Guillermo Fadanelli, la conversación y la vagancia
Escrito por: Antonio Sarabia en Literatura hispanoamericana, Narrativa hispanoamericana contemporáneaConocí a Guillermo Fadanelli (México, D.F., 1960) hace varios años, durante una Feria del Libro de Guadalajara, y no lo había vuelto a ver sino hasta este octubre pasado cuando la revista Belles Latinas nos invitó a realizar una larga y a ratos fatigosa gira por Francia. Compartimos un par de mesas redondas, una de ellas muy divertida en el Instituto México de París, y pasamos largas horas charlando en donde mejor se podía, incluyendo una vez su habitación de hotel en Lyon cuando la madrugada nos cerró todos los bares de los alrededores.
Contra lo que pueda pensarse por su aspecto exterior y sus maneras a veces huidizas y hoscas, Guillermo es un personaje tímido y sensible además de un fino y brillante prosista que utiliza con humor, talento y lucidez la provocación para sacudir de la cabeza del lector las telarañas del pensamiento anquilosado y obligarle a mirar con ojos nuevos algunas de las propuestas características de la contracultura contemporánea.
Fundador de la revista Moho y del Movimiento cerebrista, Guillermo ha escrito un puñado de novelas entre las que destacan La Otra Cara de Rock Hudson, con la que ganó el premio IMPAC/CONARTE en 1998, Lodo con la que obtuvo también el Premio Nacional de Narrativa Colima 2002 y Educar a los topos, publicada en el 2007.
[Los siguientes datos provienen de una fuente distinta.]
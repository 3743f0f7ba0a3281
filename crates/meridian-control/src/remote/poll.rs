//! Bounded poll-until-ready loop.

use std::future::Future;
use std::time::Duration;

use tokio_util::sync::CancellationToken;
use tracing::debug;

use crate::clock::Clock;
use crate::error::{ControlError, ControlResult};
use crate::transport::ApiResponse;

/// Attempt budget and fixed interval for a poll.
#[derive(Debug, Clone, Copy, PartialEq, Eq)]
pub struct PollPolicy {
    /// Maximum number of fetches.
    pub max_attempts: u32,
    /// Wait between fetches.
    pub interval: Duration,
}

impl PollPolicy {
    /// Create a policy.
    #[must_use]
    pub const fn new(max_attempts: u32, interval: Duration) -> Self {
        Self {
            max_attempts,
            interval,
        }
    }

    /// Upper bound on time spent waiting: attempts × interval.
    #[must_use]
    pub fn deadline(&self) -> Duration {
        self.interval.saturating_mul(self.max_attempts)
    }
}

/// Fetch until `predicate` holds for a 200 response.
///
/// A non-200 response, or a 200 whose predicate is false, counts as one
/// unsatisfied attempt followed by a wait of `policy.interval`. No wait
/// follows the final attempt. Errors returned by `fetch` propagate
/// immediately.
pub async fn poll_until<F, Fut, P>(
    operation: &str,
    mut fetch: F,
    predicate: P,
    policy: PollPolicy,
    clock: &dyn Clock,
    cancel: &CancellationToken,
) -> ControlResult<ApiResponse>
where
    F: FnMut() -> Fut,
    Fut: Future<Output = ControlResult<ApiResponse>>,
    P: Fn(&ApiResponse) -> bool,
{
    let started = clock.now();

    for attempt in 1..=policy.max_attempts {
        if cancel.is_cancelled() {
            return Err(ControlError::cancelled(operation));
        }

        let response = fetch().await?;
        if response.is_ok() && predicate(&response) {
            debug!(operation, attempt, "poll condition met");
            return Ok(response);
        }

        debug!(
            operation,
            attempt,
            max_attempts = policy.max_attempts,
            status = response.status,
            "poll condition not met"
        );

        if attempt < policy.max_attempts {
            tokio::select! {
                () = cancel.cancelled() => return Err(ControlError::cancelled(operation)),
                () = clock.sleep(policy.interval) => {}
            }
        }
    }

    Err(ControlError::TimeoutExceeded {
        operation: operation.to_owned(),
        attempts: policy.max_attempts,
        elapsed: clock.now().saturating_sub(started),
    })
}

#[cfg(test)]
#[allow(clippy::unwrap_used)]
mod tests {
    use std::sync::atomic::{AtomicU32, Ordering};
    use std::sync::Arc;

    use super::*;
    use crate::clock::ManualClock;

    fn policy() -> PollPolicy {
        PollPolicy::new(5, Duration::from_secs(1))
    }

    #[tokio::test]
    async fn never_satisfied_times_out_after_exactly_max_attempts() {
        let clock = ManualClock::new();
        let attempts = Arc::new(AtomicU32::new(0));
        let counter = attempts.clone();

        let result = poll_until(
            "build",
            || {
                counter.fetch_add(1, Ordering::SeqCst);
                async { Ok(ApiResponse::new(200, r#"{"build_status":"running"}"#)) }
            },
            |_| false,
            policy(),
            &clock,
            &CancellationToken::new(),
        )
        .await;

        assert_eq!(attempts.load(Ordering::SeqCst), 5);
        match result {
            Err(ControlError::TimeoutExceeded {
                attempts, elapsed, ..
            }) => {
                assert_eq!(attempts, 5);
                assert_eq!(elapsed, Duration::from_secs(4));
            }
            other => panic!("expected TimeoutExceeded, got {other:?}"),
        }
        assert_eq!(clock.sleeps(), vec![Duration::from_secs(1); 4]);
    }

    #[tokio::test]
    async fn non_200_counts_as_unsatisfied() {
        let clock = ManualClock::new();
        let attempts = Arc::new(AtomicU32::new(0));
        let counter = attempts.clone();

        let response = poll_until(
            "health",
            || {
                let n = counter.fetch_add(1, Ordering::SeqCst);
                async move {
                    Ok(if n < 2 {
                        ApiResponse::new(502, "bad gateway")
                    } else {
                        ApiResponse::new(200, "ready")
                    })
                }
            },
            |r| r.text == "ready",
            policy(),
            &clock,
            &CancellationToken::new(),
        )
        .await
        .unwrap();

        assert_eq!(response.text, "ready");
        assert_eq!(attempts.load(Ordering::SeqCst), 3);
        assert_eq!(clock.now(), Duration::from_secs(2));
    }

    #[tokio::test]
    async fn fetch_errors_propagate() {
        let clock = ManualClock::new();
        let result = poll_until(
            "build",
            || async {
                Err(ControlError::Transport {
                    endpoint: "containerbuild/abc/run-status".to_owned(),
                    message: "reset".to_owned(),
                })
            },
            |_| true,
            policy(),
            &clock,
            &CancellationToken::new(),
        )
        .await;

        assert!(matches!(result, Err(ControlError::Transport { .. })));
        assert!(clock.sleeps().is_empty());
    }

    #[tokio::test]
    async fn cancelled_token_stops_before_fetching() {
        let cancel = CancellationToken::new();
        cancel.cancel();
        let clock = ManualClock::new();

        let result = poll_until(
            "build",
            || async { Ok(ApiResponse::new(200, "")) },
            |_| true,
            policy(),
            &clock,
            &cancel,
        )
        .await;

        assert!(matches!(result, Err(ControlError::Cancelled { .. })));
    }

    #[test]
    fn deadline_is_attempts_times_interval() {
        let policy = PollPolicy::new(30, Duration::from_secs(60));
        assert_eq!(policy.deadline(), Duration::from_secs(30 * 60));
    }
}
Guillermo ha tenido la gentileza de enviar, en exclusiva para Los Convidados, este ensayo inédito que formará parte de un trabajo mayor titulado Elogio a la Vagancia. El tema, la conversación, no podía venir más al caso porque nos parece continuar así, de manera vicaria, la que dejamos pendiente en Francia. Si me permite aplicarle a él las palabras con que se refiere a Spinoza en el texto que presentamos “Spinoza, uno de los filósofos más extravagantes que han existido jamás -es decir: más serios- …” yo diría que él mismo, dentro de esa extravagancia tan típicamente fadanelliana, es uno de los escritores más inteligentes y serios que conozco. Muchas gracias, Guillermo, por la amistad y la colaboración. Hasta la próxima.
VERACRUZ
(de la conversación y la vagancia)
En el accidentado transcurso de mi vida he conocido personas tan distintas entre sí como podrían serlo un molusco y un ave del paraíso; en ocasiones, sentado en la mesa de un bar y rodeado de amistades, he tenido la sensación de que me encuentro conversando con seres de otro planeta: sus experiencias, sus gustos etílicos, su singular concepción de la vida o su extraña manera de habitar el mundo me desconciertan profundamente. Si me pusiera pesado y a cada uno de ellos le preguntara acerca de la humanidad -es decir, si existe algo así como los valores humanos- obtendría respuestas de lo más abigarradas. Se me respondería que vivimos en una época posthumana o que el humanismo es un concepto burgués, e incluso que las diferencias entre las más diversas culturas que sobreviven en el planeta hacen impensable una locura clásica como el humanismo. Quizás el más cuerdo de todos levantaría los hombros de forma displicente y cambiaría de tema. Y yo no me sentiría para nada ofendido.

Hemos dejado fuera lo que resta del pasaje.